We had this exact issue last month. The problem is that the new firmware publishes immediately regardless of GPS lock status, whereas the old version would wait or skip the publish. You need to add validation in your MQTT publish handler to check if location fields are populated before sending. Also review your payload schema - consider making lat/lng optional fields with a ‘gpsValid’ boolean flag so downstream systems know when to trust the data.
I can see you’re hitting multiple issues that compound each other. Let me address all three focus areas systematically:
MQTT Payload Schema:
First, update your schema to include a gpsStatus field that explicitly indicates data validity:
{"deviceId":"TRK-8821","timestamp":1710493380,
"gpsStatus":"no_lock","lat":null,"lng":null}
This makes null handling intentional rather than ambiguous. Configure Watson IoT Platform rules to filter or flag messages where gpsStatus != “valid”.
Firmware Publish Logic:
The 2.4.1 firmware changed from blocking to non-blocking GPS reads. Modify your device SDK configuration:
- Increase gpsTimeout back to 60 seconds for initial lock attempts
- Implement a message queue that buffers up to 50 messages locally
- Add retry logic: attempt GPS lock 3 times with 20-second intervals before publishing with nulls
- Use the Device SDK’s publishWhenReady() method instead of immediate publish()
Device SDK Handling of Nulls:
The SDK’s default behavior now publishes all fields regardless of value. Add pre-publish validation:
if (locationData.lat === null || locationData.lng === null) {
locationData.gpsStatus = "no_lock";
locationData.lastValidLat = deviceState.lastKnownLat;
locationData.lastValidLng = deviceState.lastKnownLng;
}
Implement a device-side state manager that caches the last valid GPS coordinates and includes them as fallback values. This gives your dashboard something to work with while clearly marking the data as stale.
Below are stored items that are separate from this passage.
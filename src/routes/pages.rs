use rocket::State;
use rocket::http::CookieJar;
use rocket::request::FlashMessage;
use rocket_dyn_templates::{Template, context};

use crate::Backend;
use crate::models::catalog::{LANDING_PLANS, LOCATIONS, REVIEWS, SERVICES, STATS};
use crate::session::SessionStore;

/// Landing page. Runs the session probe on every load so the nav reflects
/// reality even after the backend session expired.
#[get("/")]
pub async fn landing(
    cookies: &CookieJar<'_>,
    backend: &State<Backend>,
    flash: Option<FlashMessage<'_>>,
) -> Template {
    let session = SessionStore::new(cookies);
    let user = session.restore(backend.inner().as_ref()).await;

    Template::render(
        "index",
        context! {
            user: &user,
            logged_in: user.is_some(),
            profile_completed: session.is_profile_completed(),
            services: &SERVICES[..],
            locations: &LOCATIONS[..],
            reviews: &REVIEWS[..],
            stats: &STATS[..],
            plans: &LANDING_PLANS[..],
            flash_kind: flash.as_ref().map(|f| f.kind().to_string()),
            flash_message: flash.as_ref().map(|f| f.message().to_string()),
        },
    )
}
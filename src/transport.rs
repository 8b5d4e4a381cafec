use std::{future::Future, io};

pub mod tcp;

/// Opaque handle the transport assigns to each live connection.
pub type ConnectionId = u64;

/// Outbound half of the transport the engine talks to peers through.
///
/// The inbound half is the engine itself: the transport calls
/// [`Server::handle_connect`](crate::Server::handle_connect),
/// [`Server::dispatch`](crate::Server::dispatch) and
/// [`Server::handle_close`](crate::Server::handle_close).
pub trait Transport: Send + Sync + 'static {
    /// Queues `data` for delivery to connection `id`, in call order.
    ///
    /// Fails with [`io::ErrorKind::NotConnected`] when `id` is not live.
    fn send(&self, id: ConnectionId, data: Vec<u8>) -> impl Future<Output = io::Result<()>> + Send;

    /// Closes connection `id` once everything already queued is written.
    ///
    /// The transport still reports the close back through
    /// [`Server::handle_close`](crate::Server::handle_close).
    fn close(&self, id: ConnectionId) -> impl Future<Output = ()> + Send;
}
use std::{fmt, io};

/// REP field of a command reply.
#[repr(u8)]
#[derive(Debug, Clone, Copy, PartialEq, Eq)]
pub enum Reply {
    Success = 0x00,
    GeneralFailure = 0x01,
    ConnectionNotAllowedByRuleset = 0x02,
    NetworkUnreachable = 0x03,
    HostUnreachable = 0x04,
    ConnectionRefused = 0x05,
    TTLExpired = 0x06,
    CommandNotSupported = 0x07,
    AddressTypeNotSupported = 0x08,
}

impl fmt::Display for Reply {
    fn fmt(&self, f: &mut fmt::Formatter<'_>) -> fmt::Result {
        let description = match self {
            Reply::Success => "Success",
            Reply::GeneralFailure => "General Failure",
            Reply::ConnectionNotAllowedByRuleset => "Connection Not Allowed By Ruleset",
            Reply::NetworkUnreachable => "Network Unreachable",
            Reply::HostUnreachable => "Host Unreachable",
            Reply::ConnectionRefused => "Connection Refused",
            Reply::TTLExpired => "TTL Expired",
            Reply::CommandNotSupported => "Command Not Supported",
            Reply::AddressTypeNotSupported => "Address Type Not Supported",
        };
        write!(f, "{}", description)
    }
}

impl Reply {
    pub fn from_u8(value: u8) -> Option<Self> {
        match value {
            0x00 => Some(Reply::Success),
            0x01 => Some(Reply::GeneralFailure),
            0x02 => Some(Reply::ConnectionNotAllowedByRuleset),
            0x03 => Some(Reply::NetworkUnreachable),
            0x04 => Some(Reply::HostUnreachable),
            0x05 => Some(Reply::ConnectionRefused),
            0x06 => Some(Reply::TTLExpired),
            0x07 => Some(Reply::CommandNotSupported),
            0x08 => Some(Reply::AddressTypeNotSupported),
            _ => None,
        }
    }

    pub fn to_u8(&self) -> u8 {
        *self as u8
    }

    /// Status for the outcome of a destination dial.
    pub fn from_io_result<T>(value: &io::Result<T>) -> Self {
        match value {
            Ok(_) => Reply::Success,
            Err(err) => err.kind().into(),
        }
    }
}

impl From<io::ErrorKind> for Reply {
    fn from(error_kind: io::ErrorKind) -> Self {
        match error_kind {
            io::ErrorKind::ConnectionRefused => Reply::ConnectionRefused,
            io::ErrorKind::PermissionDenied => Reply::ConnectionNotAllowedByRuleset,
            // Resolution failures surface as NotFound / InvalidInput from the resolver
            io::ErrorKind::NotFound | io::ErrorKind::InvalidInput => Reply::HostUnreachable,
            io::ErrorKind::TimedOut => Reply::HostUnreachable,
            io::ErrorKind::NotConnected => Reply::NetworkUnreachable,
            _ => Reply::GeneralFailure,
        }
    }
}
For your 15% null rate, also check if these devices are in specific geographic areas with poor GPS coverage (urban canyons, underground parking). You might need location-specific timeout adjustments or consider adding Wi-Fi/cellular triangulation as a backup positioning method.
Finally, update your Watson IoT Platform device type schema to make lat/lng nullable and add validation rules that trigger alerts when null rates exceed thresholds per device or fleet segment.